Please copy the entries below word for word.

Stored data:
··········
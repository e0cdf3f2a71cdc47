use std::time::Duration;

use async_trait::async_trait;
use reqwest::Client;

use crate::app::Result;
use crate::config::HttpConfig;
use crate::fetcher::Fetcher;

pub struct HttpFetcher {
    client: Client,
}

impl HttpFetcher {
    pub fn new(config: &HttpConfig) -> Result<Self> {
        let client = Client::builder()
            .timeout(Duration::from_secs(config.timeout_secs))
            .gzip(true)
            .brotli(true)
            .user_agent(config.user_agent.as_str())
            .build()?;

        Ok(Self { client })
    }
}

#[async_trait]
impl Fetcher for HttpFetcher {
    async fn get(&self, url: &str) -> Result<Vec<u8>> {
        let response = self.client.get(url).send().await?;
        response.error_for_status_ref()?;

        let body = response.bytes().await?.to_vec();
        Ok(body)
    }
}
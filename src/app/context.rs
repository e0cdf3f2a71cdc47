use std::path::PathBuf;
use std::sync::Arc;

use crate::app::error::{Result, TributaryError};
use crate::app::Session;
use crate::config::Config;
use crate::fetcher::http_fetcher::HttpFetcher;
use crate::fetcher::{FetchRetriever, Fetcher};
use crate::store::{FavoritesStore, SqliteStore};

pub struct AppContext {
    pub config: Config,
    pub store: Arc<SqliteStore>,
    pub fetcher: Arc<dyn Fetcher + Send + Sync>,
}

impl AppContext {
    /// `db_path` overrides the configured database location.
    pub fn new(config: Config, db_path: Option<PathBuf>) -> Result<Self> {
        let db_path = match db_path.or_else(|| config.storage.database_path.clone()) {
            Some(p) => p,
            None => Self::default_db_path()?,
        };

        let store = Arc::new(SqliteStore::new(&db_path)?);
        let fetcher: Arc<dyn Fetcher + Send + Sync> = Arc::new(HttpFetcher::new(&config.http)?);

        Ok(Self {
            config,
            store,
            fetcher,
        })
    }

    pub fn in_memory(config: Config) -> Result<Self> {
        let store = Arc::new(SqliteStore::in_memory()?);
        let fetcher: Arc<dyn Fetcher + Send + Sync> = Arc::new(HttpFetcher::new(&config.http)?);

        Ok(Self {
            config,
            store,
            fetcher,
        })
    }

    /// A fresh session with favorites loaded from the store.
    pub fn session(&self) -> Result<Session<SqliteStore>> {
        let retriever = FetchRetriever::new(self.fetcher.clone(), self.config.routes.clone());
        let favorites = FavoritesStore::load(self.store.clone())?;
        Ok(Session::new(retriever, favorites))
    }

    fn default_db_path() -> Result<PathBuf> {
        let data_dir = dirs::data_dir()
            .ok_or_else(|| TributaryError::Config("Could not find data directory".into()))?;
        let tributary_dir = data_dir.join("tributary");
        std::fs::create_dir_all(&tributary_dir)?;
        Ok(tributary_dir.join("tributary.db"))
    }
}

#[cfg(test)]
mod tests {
    use super::*;
    use crate::store::Store;

    #[test]
    fn test_session_sees_stored_favorites() {
        let ctx = AppContext::in_memory(Config::default()).unwrap();
        ctx.store
            .set("favorites", r#"["https://example.com/a"]"#)
            .unwrap();

        let session = ctx.session().unwrap();
        assert!(session.favorites().is_favorite("https://example.com/a"));
    }

    #[test]
    fn test_db_path_override() {
        let dir = tempfile::tempdir().unwrap();
        let path = dir.path().join("custom.db");

        let ctx = AppContext::new(Config::default(), Some(path.clone())).unwrap();
        ctx.store.set("favorites", "[]").unwrap();
        assert!(path.exists());
    }
}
··········
OUTPUT FOR THIS TASK:
repository e0cdf3f2a71cdc47
use std::time::Duration;

use async_trait::async_trait;
use reqwest::Client;

use crate::app::Result;
use crate::config::HttpConfig;
use crate::fetcher::Fetcher;

pub struct HttpFetcher {
    client: Client,
}

impl HttpFetcher {
    pub fn new(config: &HttpConfig) -> Result<Self> {
        let client = Client::builder()
            .timeout(Duration::from_secs(config.timeout_secs))
            .gzip(true)
            .brotli(true)
            .user_agent(config.user_agent.as_str())
            .build()?;

        Ok(Self { client })
    }
}

#[async_trait]
impl Fetcher for HttpFetcher {
    async fn get(&self, url: &str) -> Result<Vec<u8>> {
        let response = self.client.get(url).send().await?;
        response.error_for_status_ref()?;

        let body = response.bytes().await?.to_vec();
        Ok(body)
    }
}
filename src/app/context.rs
repository e0cdf3f2a71cdc47
use std::path::PathBuf;
use std::sync::Arc;

use crate::app::error::{Result, TributaryError};
use crate::app::Session;
use crate::config::Config;
use crate::fetcher::http_fetcher::HttpFetcher;
use crate::fetcher::{FetchRetriever, Fetcher};
use crate::store::{FavoritesStore, SqliteStore};

pub struct AppContext {
    pub config: Config,
    pub store: Arc<SqliteStore>,
    pub fetcher: Arc<dyn Fetcher + Send + Sync>,
}

impl AppContext {
    /// `db_path` overrides the configured database location.
    pub fn new(config: Config, db_path: Option<PathBuf>) -> Result<Self> {
        let db_path = match db_path.or_else(|| config.storage.database_path.clone()) {
            Some(p) => p,
            None => Self::default_db_path()?,
        };

        let store = Arc::new(SqliteStore::new(&db_path)?);
        let fetcher: Arc<dyn Fetcher + Send + Sync> = Arc::new(HttpFetcher::new(&config.http)?);

        Ok(Self {
            config,
            store,
            fetcher,
        })
    }

    pub fn in_memory(config: Config) -> Result<Self> {
        let store = Arc::new(SqliteStore::in_memory()?);
        let fetcher: Arc<dyn Fetcher + Send + Sync> = Arc::new(HttpFetcher::new(&config.http)?);

        Ok(Self {
            config,
            store,
            fetcher,
        })
    }

    /// A fresh session with favorites loaded from the store.
    pub fn session(&self) -> Result<Session<SqliteStore>> {
        let retriever = FetchRetriever::new(self.fetcher.clone(), self.config.routes.clone());
        let favorites = FavoritesStore::load(self.store.clone())?;
        Ok(Session::new(retriever, favorites))
    }

    fn default_db_path() -> Result<PathBuf> {
        let data_dir = dirs::data_dir()
            .ok_or_else(|| TributaryError::Config("Could not find data directory".into()))?;
        let tributary_dir = data_dir.join("tributary");
        std::fs::create_dir_all(&tributary_dir)?;
        Ok(tributary_dir.join("tributary.db"))
    }
}

#[cfg(test)]
mod tests {
    use super::*;
    use crate::store::Store;

    #[test]
    fn test_session_sees_stored_favorites() {
        let ctx = AppContext::in_memory(Config::default()).unwrap();
        ctx.store
            .set("favorites", r#"["https://example.com/a"]"#)
            .unwrap();

        let session = ctx.session().unwrap();
        assert!(session.favorites().is_favorite("https://example.com/a"));
    }

    #[test]
    fn test_db_path_override() {
        let dir = tempfile::tempdir().unwrap();
        let path = dir.path().join("custom.db");

        let ctx = AppContext::new(Config::default(), Some(path.clone())).unwrap();
        ctx.store.set("favorites", "[]").unwrap();
        assert!(path.exists());
    }
}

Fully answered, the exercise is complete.